START MATERIAL SHOWN

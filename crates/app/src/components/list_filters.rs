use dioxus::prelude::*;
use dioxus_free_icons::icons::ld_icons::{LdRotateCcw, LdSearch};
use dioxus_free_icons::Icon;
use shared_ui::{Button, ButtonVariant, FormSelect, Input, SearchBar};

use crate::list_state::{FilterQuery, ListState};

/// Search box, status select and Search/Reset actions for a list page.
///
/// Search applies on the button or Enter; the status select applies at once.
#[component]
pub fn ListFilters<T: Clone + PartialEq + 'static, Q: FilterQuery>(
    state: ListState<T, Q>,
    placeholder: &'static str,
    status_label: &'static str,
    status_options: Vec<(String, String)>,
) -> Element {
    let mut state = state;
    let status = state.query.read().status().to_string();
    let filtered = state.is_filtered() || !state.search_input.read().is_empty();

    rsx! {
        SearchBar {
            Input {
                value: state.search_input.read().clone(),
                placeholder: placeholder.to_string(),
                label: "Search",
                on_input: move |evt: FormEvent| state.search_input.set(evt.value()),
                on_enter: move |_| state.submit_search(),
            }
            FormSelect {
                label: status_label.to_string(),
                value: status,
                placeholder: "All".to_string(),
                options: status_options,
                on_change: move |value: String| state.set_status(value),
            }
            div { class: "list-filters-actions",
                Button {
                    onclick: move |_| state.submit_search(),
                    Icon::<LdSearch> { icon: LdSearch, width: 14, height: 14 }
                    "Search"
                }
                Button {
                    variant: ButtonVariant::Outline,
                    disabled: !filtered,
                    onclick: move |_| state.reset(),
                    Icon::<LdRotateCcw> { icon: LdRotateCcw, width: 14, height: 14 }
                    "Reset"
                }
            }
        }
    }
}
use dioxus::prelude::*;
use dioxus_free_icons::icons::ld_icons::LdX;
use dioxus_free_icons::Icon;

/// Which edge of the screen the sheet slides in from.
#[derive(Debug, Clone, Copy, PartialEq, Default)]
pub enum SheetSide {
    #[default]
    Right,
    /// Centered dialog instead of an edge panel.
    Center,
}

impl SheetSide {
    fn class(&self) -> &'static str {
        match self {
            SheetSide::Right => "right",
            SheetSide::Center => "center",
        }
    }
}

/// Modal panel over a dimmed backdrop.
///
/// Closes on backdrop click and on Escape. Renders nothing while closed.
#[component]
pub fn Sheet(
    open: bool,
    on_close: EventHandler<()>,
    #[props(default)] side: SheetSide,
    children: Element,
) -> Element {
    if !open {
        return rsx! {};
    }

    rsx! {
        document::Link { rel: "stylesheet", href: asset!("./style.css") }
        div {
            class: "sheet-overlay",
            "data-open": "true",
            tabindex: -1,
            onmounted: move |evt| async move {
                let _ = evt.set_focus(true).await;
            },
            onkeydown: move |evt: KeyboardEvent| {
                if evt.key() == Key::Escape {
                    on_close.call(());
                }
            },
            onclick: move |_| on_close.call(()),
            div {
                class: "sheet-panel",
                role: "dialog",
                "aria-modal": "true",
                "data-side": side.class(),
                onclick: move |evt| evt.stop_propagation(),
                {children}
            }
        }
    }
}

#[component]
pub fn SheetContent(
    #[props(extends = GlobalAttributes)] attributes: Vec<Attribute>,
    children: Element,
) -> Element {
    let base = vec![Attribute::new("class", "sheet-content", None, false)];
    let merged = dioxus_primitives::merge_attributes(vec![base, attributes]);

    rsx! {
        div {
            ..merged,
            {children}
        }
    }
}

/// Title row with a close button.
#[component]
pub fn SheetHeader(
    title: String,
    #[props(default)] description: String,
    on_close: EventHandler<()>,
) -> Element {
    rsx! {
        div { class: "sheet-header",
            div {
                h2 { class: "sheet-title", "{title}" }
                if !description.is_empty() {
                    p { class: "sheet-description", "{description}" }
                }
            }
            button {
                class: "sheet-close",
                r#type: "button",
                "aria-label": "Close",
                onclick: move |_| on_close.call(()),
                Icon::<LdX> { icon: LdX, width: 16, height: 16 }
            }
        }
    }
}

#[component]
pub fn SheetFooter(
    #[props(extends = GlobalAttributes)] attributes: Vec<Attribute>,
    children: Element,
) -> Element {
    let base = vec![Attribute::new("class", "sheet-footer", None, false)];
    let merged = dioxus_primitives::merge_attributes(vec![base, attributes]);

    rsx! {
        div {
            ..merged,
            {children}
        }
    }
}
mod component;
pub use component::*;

END MATERIAL SHOWN
START MATERIAL SHOWN

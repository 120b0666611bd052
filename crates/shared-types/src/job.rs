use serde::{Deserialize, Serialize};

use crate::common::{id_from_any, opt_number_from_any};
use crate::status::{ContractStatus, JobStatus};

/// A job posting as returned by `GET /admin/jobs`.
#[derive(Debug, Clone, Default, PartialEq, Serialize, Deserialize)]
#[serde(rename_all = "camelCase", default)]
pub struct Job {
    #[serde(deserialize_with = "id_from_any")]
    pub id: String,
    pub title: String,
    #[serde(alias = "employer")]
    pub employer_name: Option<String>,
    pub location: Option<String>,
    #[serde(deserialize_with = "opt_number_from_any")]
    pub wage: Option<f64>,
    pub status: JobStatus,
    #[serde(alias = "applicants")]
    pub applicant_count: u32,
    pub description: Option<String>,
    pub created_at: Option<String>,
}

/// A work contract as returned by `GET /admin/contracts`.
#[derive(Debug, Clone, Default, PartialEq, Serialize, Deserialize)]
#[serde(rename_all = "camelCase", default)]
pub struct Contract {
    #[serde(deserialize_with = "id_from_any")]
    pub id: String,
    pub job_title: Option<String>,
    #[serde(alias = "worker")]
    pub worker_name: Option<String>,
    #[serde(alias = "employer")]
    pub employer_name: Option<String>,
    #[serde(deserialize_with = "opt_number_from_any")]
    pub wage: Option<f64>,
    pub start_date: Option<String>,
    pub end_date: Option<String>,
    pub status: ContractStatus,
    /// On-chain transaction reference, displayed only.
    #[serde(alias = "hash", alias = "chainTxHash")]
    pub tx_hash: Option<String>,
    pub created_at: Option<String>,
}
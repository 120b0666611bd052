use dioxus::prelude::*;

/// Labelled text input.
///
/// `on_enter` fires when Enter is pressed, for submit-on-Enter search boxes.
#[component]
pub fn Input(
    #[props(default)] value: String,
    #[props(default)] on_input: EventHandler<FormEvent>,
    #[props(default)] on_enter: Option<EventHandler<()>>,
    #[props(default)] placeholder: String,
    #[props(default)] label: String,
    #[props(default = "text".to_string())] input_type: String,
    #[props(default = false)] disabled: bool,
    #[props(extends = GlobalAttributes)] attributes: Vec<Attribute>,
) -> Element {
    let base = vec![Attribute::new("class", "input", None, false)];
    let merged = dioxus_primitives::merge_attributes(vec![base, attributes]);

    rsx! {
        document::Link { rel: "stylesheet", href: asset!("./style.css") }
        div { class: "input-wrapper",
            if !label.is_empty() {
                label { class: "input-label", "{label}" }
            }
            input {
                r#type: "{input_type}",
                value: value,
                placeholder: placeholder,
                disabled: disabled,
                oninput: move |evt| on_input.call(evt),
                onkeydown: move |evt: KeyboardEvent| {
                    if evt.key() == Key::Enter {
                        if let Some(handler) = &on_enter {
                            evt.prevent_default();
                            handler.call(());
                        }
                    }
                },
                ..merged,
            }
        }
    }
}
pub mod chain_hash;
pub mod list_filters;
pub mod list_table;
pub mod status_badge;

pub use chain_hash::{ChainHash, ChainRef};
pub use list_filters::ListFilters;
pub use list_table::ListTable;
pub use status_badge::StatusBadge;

END MATERIAL SHOWN

TASK STATEMENT >> Where the word "description" occurs in a line of the records, copy that line.

YOUR SOLUTION >>
    #[props(default)] description: String,
                if !description.is_empty() {
                    p { class: "sheet-description", "{description}" }
    pub description: Option<String>,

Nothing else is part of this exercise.